The data:
►
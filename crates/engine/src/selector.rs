//! Load balancer over the account registry.
//!
//! `choose` is a pure filter chain over the alive instances followed by one
//! of the four selection rules. It never mutates anything except the
//! registry's polling counter.

use std::sync::Arc;

use chrono::Utc;
use rand::Rng;

use atelier_core::account::Capability;
use atelier_core::selection::{self, CandidateLoad, ChooseRule};
use atelier_core::task::{AccountFilter, BackendFamily, BotFamily, SpeedMode};

use crate::config::EngineConfig;
use crate::instance::UpstreamInstance;
use crate::registry::AccountRegistry;

/// What a submission demands from an account.
#[derive(Debug, Clone, Default)]
pub struct SelectRequirements {
    pub bot_family: Option<BotFamily>,
    pub capability: Option<Capability>,
    pub preferred_mode: Option<SpeedMode>,
    /// Route only to accounts tagged with one of `domain_ids`.
    pub is_domain: bool,
    pub domain_ids: Vec<String>,
    /// Explicit instance whitelist beyond the caller filter.
    pub instance_whitelist: Vec<String>,
    /// Restrict to these backend families (e.g. partner/official for edit);
    /// empty = any.
    pub backends: Vec<BackendFamily>,
}

/// Account selector (load balancer).
pub struct Selector {
    registry: Arc<AccountRegistry>,
    config: Arc<EngineConfig>,
}

impl Selector {
    pub fn new(registry: Arc<AccountRegistry>, config: Arc<EngineConfig>) -> Self {
        Self { registry, config }
    }

    /// Pick an eligible instance, or `None` when no account qualifies.
    pub async fn choose(
        &self,
        filter: &AccountFilter,
        requirements: &SelectRequirements,
    ) -> Option<Arc<UpstreamInstance>> {
        let now = Utc::now();
        let mut survivors: Vec<(Arc<UpstreamInstance>, CandidateLoad)> = Vec::new();

        for instance in self.registry.alive(now).await {
            if !instance.is_accept_new_task(now).await {
                continue;
            }
            let account = instance.account().await;

            if !filter.accepts_instance(&account.channel_id) {
                continue;
            }
            if !requirements.instance_whitelist.is_empty()
                && !requirements
                    .instance_whitelist
                    .iter()
                    .any(|id| id == &account.channel_id)
            {
                continue;
            }
            if let Some(bot) = requirements.bot_family {
                if !account.supports_bot(bot) {
                    continue;
                }
            }
            if let Some(capability) = requirements.capability {
                if !account.supports(capability) {
                    continue;
                }
            }
            if !requirements.backends.is_empty()
                && !requirements.backends.contains(&account.backend_family)
            {
                continue;
            }
            if let Some(mode) = requirements.preferred_mode {
                if !account.allows_mode(mode) {
                    continue;
                }
            }
            // The instance can still fall back across modes; all that is
            // required here is an overlap between filter and account.
            if !filter.modes.is_empty()
                && !account.allowed_modes.iter().any(|m| filter.accepts_mode(*m))
            {
                continue;
            }
            if requirements.is_domain && !requirements.domain_ids.is_empty() {
                if !account.enable_vertical_domain
                    || !account.is_tagged_with_any(&requirements.domain_ids)
                {
                    continue;
                }
            }

            let load = instance.load().await;
            survivors.push((instance, load));
        }

        if survivors.is_empty() {
            return None;
        }

        let index = match self.config.account_choose_rule {
            ChooseRule::BestWaitIdle => {
                let loads: Vec<CandidateLoad> = survivors.iter().map(|(_, l)| *l).collect();
                selection::pick_best_wait_idle(&loads)?
            }
            ChooseRule::Random => rand::rng().random_range(0..survivors.len()),
            ChooseRule::Weight => {
                let weights: Vec<u32> = survivors.iter().map(|(_, l)| l.weight).collect();
                let roll: f64 = rand::rng().random();
                selection::pick_weighted(&weights, roll)
                    .unwrap_or_else(|| rand::rng().random_range(0..weights.len()))
            }
            ChooseRule::Polling => {
                selection::pick_polling(self.registry.next_polling_index(), survivors.len())?
            }
        };

        Some(survivors.swap_remove(index).0)
    }
}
◄
Exercise objective:
Return exactly the lines that run from the top of the listing above to the line containing "the caller filter.", please, keeping both end lines and leaving out everything else.

Expected answer:
filename crates/engine/src/selector.rs
//! Load balancer over the account registry.
//!
//! `choose` is a pure filter chain over the alive instances followed by one
//! of the four selection rules. It never mutates anything except the
//! registry's polling counter.

use std::sync::Arc;

use chrono::Utc;
use rand::Rng;

use atelier_core::account::Capability;
use atelier_core::selection::{self, CandidateLoad, ChooseRule};
use atelier_core::task::{AccountFilter, BackendFamily, BotFamily, SpeedMode};

use crate::config::EngineConfig;
use crate::instance::UpstreamInstance;
use crate::registry::AccountRegistry;

/// What a submission demands from an account.
#[derive(Debug, Clone, Default)]
pub struct SelectRequirements {
    pub bot_family: Option<BotFamily>,
    pub capability: Option<Capability>,
    pub preferred_mode: Option<SpeedMode>,
    /// Route only to accounts tagged with one of `domain_ids`.
    pub is_domain: bool,
    pub domain_ids: Vec<String>,
    /// Explicit instance whitelist beyond the caller filter.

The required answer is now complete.